Cinquième paquet "omnibus", dédié à la défense • Mais aussi — Pologne, Russie, Gibraltar, Schengen
Bonjour. Nous sommes le 18 juin et voici votre condensé utile d’actualité européenne. Suivez-nous également sur Twitter et LinkedIn. Le briefing du jour vous est proposé par Mathieu Solal, journaliste européen et cofondateur de la newsletter BLOCS.
La Commission européenne a présenté hier un paquet de simplification dit “omnibus’ visant le secteur de la défense.
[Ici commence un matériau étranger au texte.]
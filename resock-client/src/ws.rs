//! WebSocket transport over `tokio-tungstenite`
//!
//! [`WebSocketFactory::open`] validates the URL synchronously and then
//! spawns one task per connection that performs the handshake and pumps
//! frames in both directions:
//!
//! ```text
//!  controller ──send()──> mpsc ──> [socket task] ──> WebSocket
//!  controller <──EventSink── [socket task] <── WebSocket
//! ```
//!
//! Protocol-level ping/pong frames are answered by tungstenite itself and
//! never reach the controller; the controller's own heartbeat runs on top
//! as JSON messages.

use crate::transport::{EventSink, Transport, TransportFactory};
use futures::{SinkExt, StreamExt};
use resock_core::{CloseInfo, Error, Frame, ReadyState, Result};
use std::sync::atomic::{AtomicU8, Ordering};
use std::sync::Arc;
use tokio::sync::mpsc;
use tokio_tungstenite::tungstenite::client::IntoClientRequest;
use tokio_tungstenite::tungstenite::handshake::client::Request;
use tokio_tungstenite::tungstenite::Message;
use tokio_tungstenite::connect_async;

/// Opens WebSocket connections
#[derive(Debug, Clone, Copy, Default)]
pub struct WebSocketFactory;

impl TransportFactory for WebSocketFactory {
    fn open(&self, url: &str, events: EventSink) -> Result<Box<dyn Transport>> {
        let request = client_request(url)?;

        let (outgoing_tx, outgoing_rx) = mpsc::unbounded_channel();
        let ready = Arc::new(AtomicU8::new(ReadyState::Connecting as u8));

        tokio::spawn(run_socket(request, outgoing_rx, events, ready.clone()));

        Ok(Box::new(WebSocketTransport {
            outgoing: outgoing_tx,
            ready,
        }))
    }
}

fn client_request(url: &str) -> Result<Request> {
    let request = url
        .into_client_request()
        .map_err(|e| Error::InvalidUrl(e.to_string()))?;

    match request.uri().scheme_str() {
        Some("ws") | Some("wss") => {}
        Some(other) => {
            return Err(Error::InvalidUrl(format!("unsupported scheme `{}`", other)));
        }
        None => return Err(Error::InvalidUrl(format!("missing scheme in `{}`", url))),
    }
    if request.uri().host().is_none() {
        return Err(Error::InvalidUrl(format!("missing host in `{}`", url)));
    }

    Ok(request)
}

enum Outgoing {
    Frame(Frame),
    Close,
}

/// Handle to a socket task
struct WebSocketTransport {
    outgoing: mpsc::UnboundedSender<Outgoing>,
    ready: Arc<AtomicU8>,
}

impl Transport for WebSocketTransport {
    fn send(&self, frame: Frame) -> Result<()> {
        self.outgoing
            .send(Outgoing::Frame(frame))
            .map_err(|_| Error::Transport("socket task has exited".to_string()))
    }

    fn close(&self) {
        self.ready
            .fetch_max(ReadyState::Closing as u8, Ordering::SeqCst);
        let _ = self.outgoing.send(Outgoing::Close);
    }

    fn ready_state(&self) -> ReadyState {
        ReadyState::from_u8(self.ready.load(Ordering::SeqCst))
    }
}

async fn run_socket(
    request: Request,
    mut outgoing: mpsc::UnboundedReceiver<Outgoing>,
    events: EventSink,
    ready: Arc<AtomicU8>,
) {
    let connection = events.connection();

    let stream = match connect_async(request).await {
        Ok((stream, _)) => stream,
        Err(e) => {
            tracing::debug!(connection = %connection, error = %e, "WebSocket handshake failed");
            ready.store(ReadyState::Closed as u8, Ordering::SeqCst);
            events.error(e.to_string());
            events.close(None);
            return;
        }
    };

    // close() may have been requested during the handshake
    if ready
        .compare_exchange(
            ReadyState::Connecting as u8,
            ReadyState::Open as u8,
            Ordering::SeqCst,
            Ordering::SeqCst,
        )
        .is_ok()
    {
        events.open();
    }

    let (mut write, mut read) = stream.split();

    loop {
        tokio::select! {
            command = outgoing.recv() => match command {
                Some(Outgoing::Frame(frame)) => {
                    if let Err(e) = write.send(into_ws_message(frame)).await {
                        ready.store(ReadyState::Closed as u8, Ordering::SeqCst);
                        events.error(e.to_string());
                        break;
                    }
                }
                // Close requested, or the controller dropped the transport
                Some(Outgoing::Close) | None => {
                    ready.store(ReadyState::Closing as u8, Ordering::SeqCst);
                    let _ = write.send(Message::Close(None)).await;
                    let _ = write.close().await;
                    ready.store(ReadyState::Closed as u8, Ordering::SeqCst);
                    break;
                }
            },
            incoming = read.next() => match incoming {
                Some(Ok(Message::Text(text))) => {
                    events.message(Frame::Text(text));
                }
                Some(Ok(Message::Binary(bytes))) => {
                    events.message(Frame::Binary(bytes));
                }
                Some(Ok(Message::Close(frame))) => {
                    ready.store(ReadyState::Closed as u8, Ordering::SeqCst);
                    events.close(frame.map(|f| CloseInfo {
                        code: f.code.into(),
                        reason: f.reason.to_string(),
                    }));
                    break;
                }
                Some(Ok(_)) => {}
                Some(Err(e)) => {
                    ready.store(ReadyState::Closed as u8, Ordering::SeqCst);
                    events.error(e.to_string());
                    break;
                }
                None => {
                    ready.store(ReadyState::Closed as u8, Ordering::SeqCst);
                    events.close(None);
                    break;
                }
            },
        }
    }

    tracing::trace!(connection = %connection, "Socket task exiting");
}

fn into_ws_message(frame: Frame) -> Message {
    match frame {
        Frame::Text(text) => Message::Text(text),
        Frame::Binary(bytes) => Message::Binary(bytes),
    }
}
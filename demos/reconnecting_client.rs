//! Watch a client ride out server restarts
//!
//! Point it at any WebSocket endpoint that speaks JSON:
//!
//! ```bash
//! cargo run --example reconnecting_client -- ws://127.0.0.1:9004
//! ```
//!
//! Stop and restart the server to see the backoff schedule, buffered
//! sends being flushed and the client giving up once its attempts run out.
//! `RUST_LOG=resock_client=debug` shows the controller's side of it.

use resock::client::ExponentialBackoff;
use resock::{ClientBuilder, ClientConfig, ConnectionEvent, Subscriber};
use serde::Serialize;
use std::time::Duration;
use tracing_subscriber::EnvFilter;

#[derive(Serialize)]
struct Tick {
    event: &'static str,
    seq: u64,
}

#[tokio::main]
async fn main() -> Result<(), Box<dyn std::error::Error>> {
    tracing_subscriber::fmt()
        .with_env_filter(EnvFilter::from_default_env())
        .init();

    let url = std::env::args()
        .nth(1)
        .unwrap_or_else(|| "ws://127.0.0.1:9004".to_string());

    let config = ClientConfig::default()
        .with_heartbeat_interval(Duration::from_secs(2))
        .with_heartbeat_timeout(Duration::from_secs(4));
    let strategy = ExponentialBackoff::new(Duration::from_millis(500), Duration::from_secs(8))
        .with_max_attempts(8)
        .with_jitter(Duration::from_millis(250));

    let client = ClientBuilder::new(url.as_str())
        .with_config(config)
        .with_reconnect(Box::new(strategy))
        .build()?;

    let _everything = client.subscribe(Subscriber::new(|message| match message.as_json() {
        Some(value) => println!("<- {}", value),
        None => println!("<- (raw) {:?}", message.as_raw()),
    }));

    let mut events = client.events();
    tokio::spawn(async move {
        while let Ok(event) = events.recv().await {
            match event {
                ConnectionEvent::Opened { connection } => println!("** open ({})", connection),
                ConnectionEvent::Reconnecting { attempt, delay } => {
                    println!("** retry #{} in {:?}", attempt, delay)
                }
                ConnectionEvent::ReconnectExhausted { attempts } => {
                    println!("** gave up after {} attempts", attempts)
                }
                other => println!("** {:?}", other),
            }
        }
    });

    println!("Connecting to {}", url);
    client.connect().await?;

    // Ticks keep flowing while disconnected; they are buffered and flushed
    let mut seq = 0;
    loop {
        tokio::select! {
            _ = tokio::time::sleep(Duration::from_secs(3)) => {
                seq += 1;
                client.send_message(Tick { event: "tick", seq })?;
                println!("-> tick {} ({:?})", seq, client.state());
            }
            _ = tokio::signal::ctrl_c() => break,
        }
    }

    client.close();
    Ok(())
}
Celui-ci vise notamment la directive sur les marchés publics de la défense ou celle sur les transferts intra-UE de produits de défense.
Andrius Kubilius (commissaire à la politique étrangère de l’UE), Valdis Dombrovskis (commissaire en charge du commerce) et Henna Virkkunen (commissaire aux transports) © Commission européenne
MOT D’ORDRE • “Nous avons l’intention de donner plus de flexibilité aux États membres pour les marchés publics communs, plus de flexibilité pour les accords-cadres, et nous comptons faciliter les marchés publics de l’innovation”, a expliqué le commissaire à la Défense, Andrius Kubilius.
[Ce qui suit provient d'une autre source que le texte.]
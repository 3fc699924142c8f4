//! Subscriber registry for inbound messages
//!
//! Every inbound message that is not a heartbeat is fanned out to the
//! registered subscribers, synchronously and in registration order.
//! A subscriber may be restricted to one message type, matched against the
//! message's `event` field; an unfiltered subscriber sees everything.
//!
//! A callback that panics is isolated: the panic is caught and logged and the
//! remaining subscribers still receive the message.
//!
//! # Examples
//!
//! ```rust,no_run
//! use resock_client::{SocketClient, Subscriber};
//!
//! # async fn example(client: &SocketClient) {
//! let trades = client.subscribe(Subscriber::for_event("trade", |msg| {
//!     println!("trade: {:?}", msg.as_json());
//! }));
//!
//! client.subscribe(Subscriber::new(|msg| println!("any: {:?}", msg)));
//!
//! trades.unsubscribe().await;
//! # }
//! ```

use crate::controller::Command;
use resock_core::Message;
use std::panic::{catch_unwind, AssertUnwindSafe};
use std::sync::Arc;
use tokio::sync::{mpsc, oneshot};

/// Type for subscriber callbacks
pub type SubscriberFn = Arc<dyn Fn(&Message) + Send + Sync>;

/// A message callback with an optional type filter
#[derive(Clone)]
pub struct Subscriber {
    message_type: Option<String>,
    callback: SubscriberFn,
}

impl Subscriber {
    /// Receive every non-heartbeat message
    pub fn new<F>(callback: F) -> Self
    where
        F: Fn(&Message) + Send + Sync + 'static,
    {
        Self {
            message_type: None,
            callback: Arc::new(callback),
        }
    }

    /// Receive only messages whose `event` equals `message_type`
    pub fn for_event<F>(message_type: impl Into<String>, callback: F) -> Self
    where
        F: Fn(&Message) + Send + Sync + 'static,
    {
        Self {
            message_type: Some(message_type.into()),
            callback: Arc::new(callback),
        }
    }

    pub fn message_type(&self) -> Option<&str> {
        self.message_type.as_deref()
    }

    pub(crate) fn matches(&self, message: &Message) -> bool {
        match &self.message_type {
            None => true,
            Some(wanted) => message.event() == Some(wanted.as_str()),
        }
    }
}

impl std::fmt::Debug for Subscriber {
    fn fmt(&self, f: &mut std::fmt::Formatter<'_>) -> std::fmt::Result {
        f.debug_struct("Subscriber")
            .field("message_type", &self.message_type)
            .finish_non_exhaustive()
    }
}

/// Identity of a registered subscriber
#[derive(Debug, Clone, Copy, PartialEq, Eq, Hash, PartialOrd, Ord)]
pub struct SubscriberId(pub(crate) u64);

impl std::fmt::Display for SubscriberId {
    fn fmt(&self, f: &mut std::fmt::Formatter<'_>) -> std::fmt::Result {
        write!(f, "{}", self.0)
    }
}

/// Capability to remove one subscriber
///
/// Dropping it leaves the subscriber registered.
#[derive(Debug)]
pub struct Subscription {
    id: SubscriberId,
    commands: mpsc::UnboundedSender<Command>,
}

impl Subscription {
    pub(crate) fn new(id: SubscriberId, commands: mpsc::UnboundedSender<Command>) -> Self {
        Self { id, commands }
    }

    pub fn id(&self) -> SubscriberId {
        self.id
    }

    /// Remove the subscriber
    ///
    /// Returns `false` if it was already gone (for instance after `close()`)
    /// or the client has shut down.
    pub async fn unsubscribe(self) -> bool {
        let (reply, rx) = oneshot::channel();
        if self
            .commands
            .send(Command::Unsubscribe { id: self.id, reply })
            .is_err()
        {
            return false;
        }
        rx.await.unwrap_or(false)
    }
}

/// Registered subscribers in registration order
#[derive(Debug, Default)]
pub(crate) struct SubscriberRegistry {
    entries: Vec<(SubscriberId, Subscriber)>,
}

impl SubscriberRegistry {
    pub(crate) fn insert(&mut self, id: SubscriberId, subscriber: Subscriber) {
        self.entries.push((id, subscriber));
    }

    pub(crate) fn remove(&mut self, id: SubscriberId) -> bool {
        let before = self.entries.len();
        self.entries.retain(|(existing, _)| *existing != id);
        self.entries.len() != before
    }

    pub(crate) fn clear(&mut self) {
        self.entries.clear();
    }

    pub(crate) fn len(&self) -> usize {
        self.entries.len()
    }

    /// Deliver `message` to every matching subscriber
    ///
    /// Returns how many callbacks completed without panicking.
    pub(crate) fn dispatch(&self, message: &Message) -> usize {
        let mut delivered = 0;
        for (id, subscriber) in &self.entries {
            if !subscriber.matches(message) {
                continue;
            }
            match catch_unwind(AssertUnwindSafe(|| (subscriber.callback)(message))) {
                Ok(()) => delivered += 1,
                Err(_) => {
                    tracing::error!(
                        subscriber = %id,
                        event = ?message.event(),
                        "Subscriber panicked"
                    );
                }
            }
        }
        delivered
    }
}
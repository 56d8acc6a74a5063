//! Identifier normalizer.
//!
//! Pure functions that turn human-entered values into the canonical forms used
//! for deduplication and derived attributes. Nothing here performs I/O or reads
//! randomness, so the same input always yields the same output on every
//! process and release.

use std::collections::BTreeMap;

use cairn_core::{Attributes, EntityType, StandardId, attribute_text};
use uuid::Uuid;

use crate::pipeline::ValidationFailure;

/// Namespace for version 5 UUIDs embedded in standard identifiers.
const STANDARD_ID_NAMESPACE: Uuid = Uuid::from_u128(0x00ab_edb4_aa42_466c_9c01_fed2_3315_a9b7);

/// Trim, collapse whitespace runs to one space, and lower-case.
#[must_use]
pub fn normalize_value(raw: &str) -> String {
    normalize_name(raw).to_lowercase()
}

/// Trim and collapse whitespace runs to one space, preserving case.
#[must_use]
pub fn normalize_name(raw: &str) -> String {
    raw.split_whitespace().collect::<Vec<_>>().join(" ")
}

/// Display colour derived from a string, rendered as `#rrggbb`.
///
/// A 32-bit wrapping hash over UTF-16 code units; the three low bytes, least
/// significant first, become the colour channels. Stable across processes and
/// releases but non-cryptographic and collision-prone: it only distinguishes
/// entries visually and must not be used for identity or security.
#[must_use]
pub fn string_to_colour(input: &str) -> String {
    let hash = input.encode_utf16().fold(0_i32, |hash, unit| {
        i32::from(unit).wrapping_add(hash.wrapping_shl(5).wrapping_sub(hash))
    });
    let [red, green, blue, _] = hash.to_le_bytes();
    format!("#{red:02x}{green:02x}{blue:02x}")
}

/// Standard identifier for an entity: `<type-slug>--<uuid v5>` over the
/// canonical JSON object of its normalized identity fields.
///
/// # Errors
///
/// Returns a [`ValidationFailure`] when an identity field is missing, empty,
/// or not a scalar.
pub fn standard_id(
    entity_type: EntityType,
    attributes: &Attributes,
) -> Result<StandardId, ValidationFailure> {
    let mut identity = BTreeMap::new();
    for field in entity_type.identity_fields() {
        let value = attributes
            .get(*field)
            .and_then(attribute_text)
            .map(|text| normalize_value(&text))
            .filter(|text| !text.is_empty())
            .ok_or_else(|| ValidationFailure::new(*field, "missing_identity_field"))?;
        identity.insert(*field, value);
    }
    let canonical = serde_json::to_string(&identity)
        .map_err(|_| ValidationFailure::new(entity_type.as_str(), "unserializable_identity"))?;
    let uuid = Uuid::new_v5(&STANDARD_ID_NAMESPACE, canonical.as_bytes());
    Ok(StandardId::new(format!("{}--{uuid}", entity_type.as_str())))
}

#[cfg(test)]
mod tests {
    use super::*;
    use serde_json::json;

    #[test]
    fn values_are_trimmed_collapsed_and_folded() {
        assert_eq!(normalize_value("  Phishing \t Kit\n"), "phishing kit");
        assert_eq!(normalize_value("phishing "), normalize_value("Phishing"));
        assert_eq!(normalize_name("  Initial   Access "), "Initial Access");
        assert_eq!(normalize_value("ÉTÉ"), "été");
        assert_eq!(normalize_value("   "), "");
    }

    #[test]
    fn colours_are_stable() {
        assert_eq!(string_to_colour("ransomware"), "#8fd671");
        assert_eq!(string_to_colour("phishing"), "#9cfabd");
        assert_eq!(string_to_colour("a"), "#610000");
        assert_eq!(string_to_colour(""), "#000000");
        assert_eq!(string_to_colour("été"), "#9e7903");
        // Astral characters hash as surrogate pairs.
        assert_eq!(string_to_colour("🦀"), "#020d1b");
    }

    #[test]
    fn standard_ids_are_pinned() {
        let mut label = Attributes::new();
        label.insert("value".into(), json!(" Ransomware "));
        assert_eq!(
            standard_id(EntityType::Label, &label).map(|id| id.to_string()),
            Ok("label--a71fc88e-ea57-532b-ac94-506e2232a4eb".to_string())
        );

        let mut phase = Attributes::new();
        phase.insert("phase_name".into(), json!("Persistence"));
        phase.insert("kill_chain_name".into(), json!("MITRE-ATTACK"));
        phase.insert("x_order".into(), json!(3));
        assert_eq!(
            standard_id(EntityType::KillChainPhase, &phase).map(|id| id.to_string()),
            Ok("kill-chain-phase--56330302-292c-5ad4-bece-bacaa99c16e0".to_string())
        );
    }

    #[test]
    fn standard_ids_require_identity_fields() {
        let mut attributes = Attributes::new();
        attributes.insert("value".into(), json!("  "));
        let failure = standard_id(EntityType::Label, &attributes).expect_err("blank identity");
        assert_eq!(failure.field, "value");
        assert_eq!(failure.reason, "missing_identity_field");

        let failure =
            standard_id(EntityType::KillChainPhase, &Attributes::new()).expect_err("missing");
        assert_eq!(failure.field, "kill_chain_name");
    }
}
“Sans cette simplification, rien d'autre ne sera possible en matière de préparation de la défense”, a plaidé le commissaire. Un discours qui illustre bien le totem que constitue désormais la simplification des normes, à Bruxelles.
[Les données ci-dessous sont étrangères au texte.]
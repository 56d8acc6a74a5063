#![forbid(unsafe_code)]
#![warn(
    unused,
    unreachable_pub,
    clippy::all,
    clippy::pedantic,
    clippy::nursery,
    rustdoc::broken_intra_doc_links,
    rustdoc::bare_urls,
    missing_docs
)]

//! Binary entrypoint that wires the cairn services together and runs them
//! until a shutdown signal arrives.

use cairn_app::{AppResult, run_app};

/// Bootstraps cairn and blocks until shutdown.
#[tokio::main]
async fn main() -> AppResult<()> {
    run_app().await
}
//! Ephemeral edit-context storage with time-bounded entries.

use std::collections::HashMap;
use std::sync::{Mutex, MutexGuard, PoisonError};
use std::time::Duration;

use async_trait::async_trait;
use cairn_core::{Actor, EditContext, EditContextStore, EditInput, EntityId, StoreResult};
use chrono::Utc;

/// Edit contexts held in process memory, one per entity.
///
/// Expired entries read as absent immediately and are physically removed by
/// [`EditContextStore::purge_expired`].
#[derive(Default)]
pub struct MemoryEditContextStore {
    contexts: Mutex<HashMap<EntityId, EditContext>>,
}

impl MemoryEditContextStore {
    /// Construct an empty store.
    #[must_use]
    pub fn new() -> Self {
        Self::default()
    }

    /// Entries currently held, expired or not.
    #[must_use]
    pub fn len(&self) -> usize {
        self.lock().len()
    }

    /// Whether no entries are held.
    #[must_use]
    pub fn is_empty(&self) -> bool {
        self.lock().is_empty()
    }

    fn lock(&self) -> MutexGuard<'_, HashMap<EntityId, EditContext>> {
        self.contexts.lock().unwrap_or_else(PoisonError::into_inner)
    }
}

#[async_trait]
impl EditContextStore for MemoryEditContextStore {
    async fn set_edit_context(
        &self,
        actor: &Actor,
        id: EntityId,
        input: EditInput,
        ttl: Duration,
    ) -> StoreResult<EditContext> {
        let context = EditContext::new(id, actor.clone(), input, Utc::now(), ttl);
        let previous = self.lock().insert(id, context.clone());
        if let Some(previous) = previous.filter(|previous| previous.actor != *actor) {
            tracing::debug!(
                entity_id = %id,
                previous = %previous.actor,
                actor = %actor,
                "edit context taken over by another actor"
            );
        }
        Ok(context)
    }

    async fn del_edit_context(
        &self,
        _actor: &Actor,
        id: EntityId,
    ) -> StoreResult<Option<EditContext>> {
        let now = Utc::now();
        Ok(self
            .lock()
            .remove(&id)
            .filter(|context| !context.is_expired_at(now)))
    }

    async fn fetch_edit_context(&self, id: EntityId) -> StoreResult<Option<EditContext>> {
        let now = Utc::now();
        Ok(self
            .lock()
            .get(&id)
            .filter(|context| !context.is_expired_at(now))
            .cloned())
    }

    async fn purge_expired(&self) -> StoreResult<usize> {
        let now = Utc::now();
        let mut contexts = self.lock();
        let before = contexts.len();
        contexts.retain(|_, context| !context.is_expired_at(now));
        Ok(before - contexts.len())
    }
}

#[cfg(test)]
mod tests {
    use super::*;
    use std::sync::Arc;
    use uuid::Uuid;

    const TTL: Duration = Duration::from_secs(600);

    #[tokio::test]
    async fn set_then_delete_returns_to_unset() {
        let store = MemoryEditContextStore::new();
        let id = Uuid::new_v4();
        let alice = Actor::new("alice");

        let context = store
            .set_edit_context(&alice, id, EditInput::focus("color"), TTL)
            .await
            .expect("set");
        assert_eq!(context.actor, alice);
        assert_eq!(
            store.fetch_edit_context(id).await.expect("fetch"),
            Some(context.clone())
        );

        let removed = store.del_edit_context(&alice, id).await.expect("delete");
        assert_eq!(removed, Some(context));
        assert!(store.fetch_edit_context(id).await.expect("fetch").is_none());
        assert!(store.del_edit_context(&alice, id).await.expect("delete").is_none());
    }

    #[tokio::test]
    async fn last_writer_wins() {
        let store = MemoryEditContextStore::new();
        let id = Uuid::new_v4();
        store
            .set_edit_context(&Actor::new("alice"), id, EditInput::focus("value"), TTL)
            .await
            .expect("set");
        store
            .set_edit_context(&Actor::new("bob"), id, EditInput::focus("color"), TTL)
            .await
            .expect("set");

        let current = store.fetch_edit_context(id).await.expect("fetch").expect("held");
        assert_eq!(current.actor, Actor::new("bob"));
        assert_eq!(current.input.focus_on.as_deref(), Some("color"));
        assert_eq!(store.len(), 1);
    }

    #[tokio::test]
    async fn expired_contexts_read_as_absent_until_purged() {
        let store = MemoryEditContextStore::new();
        let stale = Uuid::new_v4();
        let live = Uuid::new_v4();
        let alice = Actor::new("alice");
        store
            .set_edit_context(&alice, stale, EditInput::default(), Duration::ZERO)
            .await
            .expect("set");
        store
            .set_edit_context(&alice, live, EditInput::default(), TTL)
            .await
            .expect("set");

        assert!(store.fetch_edit_context(stale).await.expect("fetch").is_none());
        assert_eq!(store.len(), 2);
        assert_eq!(store.purge_expired().await.expect("purge"), 1);
        assert_eq!(store.len(), 1);
        assert!(store.fetch_edit_context(live).await.expect("fetch").is_some());
    }

    #[tokio::test]
    async fn refreshing_extends_the_deadline() {
        let store = MemoryEditContextStore::new();
        let id = Uuid::new_v4();
        let alice = Actor::new("alice");
        let first = store
            .set_edit_context(&alice, id, EditInput::default(), Duration::from_secs(1))
            .await
            .expect("set");
        let refreshed = store
            .set_edit_context(&alice, id, EditInput::default(), TTL)
            .await
            .expect("set");
        assert!(refreshed.expires_at > first.expires_at);
    }

    #[tokio::test]
    async fn concurrent_setters_leave_one_holder() {
        let store = Arc::new(MemoryEditContextStore::new());
        let id = Uuid::new_v4();
        let mut handles = Vec::new();
        for name in ["alice", "bob", "carol", "dave"] {
            let store = Arc::clone(&store);
            handles.push(tokio::spawn(async move {
                store
                    .set_edit_context(&Actor::new(name), id, EditInput::default(), TTL)
                    .await
            }));
        }
        for handle in handles {
            handle.await.expect("task").expect("set");
        }

        let holder = store.fetch_edit_context(id).await.expect("fetch").expect("held");
        assert!(["alice", "bob", "carol", "dave"].contains(&holder.actor.id()));
        assert_eq!(store.len(), 1);
    }
}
Le mot d’ordre a commencé à s’imposer à la suite de la victoire de la droite et de l’extrême-droite aux élections européennes de 2024.
Il s’est ensuite renforcé à la faveur du rapport Letta, puis du rapport Draghi, présentés respectivement au printemps et à l’automne 2024. Ces deux rapports préconisent en effet, entre autres, une simplification des normes pour pallier le décrochage économique constaté par rapport aux États-Unis.
L’élection du champion de la dérégulation Donald Trump a en outre rendu la tâche encore plus urgente aux yeux des décideurs européens.
CHIFFRES SOLIDES • L’impératif de simplification, appuyé par les grandes entreprises et les syndicats patronaux, notamment en France, s’appuie sur des chiffres solides.
Une récente étude du Fonds monétaire international (FMI) estime notamment que les barrières internes au sein de l’UE sont équivalentes à des droits de douane de 45 % pour l’industrie manufacturière — soit trois fois plus que pour les États-Unis — et de 110 % pour les services.
La Commission européenne a commencé dès le début de l’année civile à traduire en acte cette volonté de simplification, avec un objectif chiffré : réduire de 25 % les charges administratives, et de 35 % celles pesant sur les petites et moyennes entreprises, d’ici la fin de son mandat en 2029.
Pour y parvenir, elle doit présenter 9 paquets législatifs de simplification dits “omnibus” dans divers secteurs, de l’intelligence artificielle à l’énergie, en passant, donc, par la défense — le cinquième de ces paquets.
Les législations déjà présentées couvrent la politique agricole commune, le programme InvestEU, les règles touchant les entreprises de taille intermédiaire, ainsi que trois législations emblématiques du pacte vert.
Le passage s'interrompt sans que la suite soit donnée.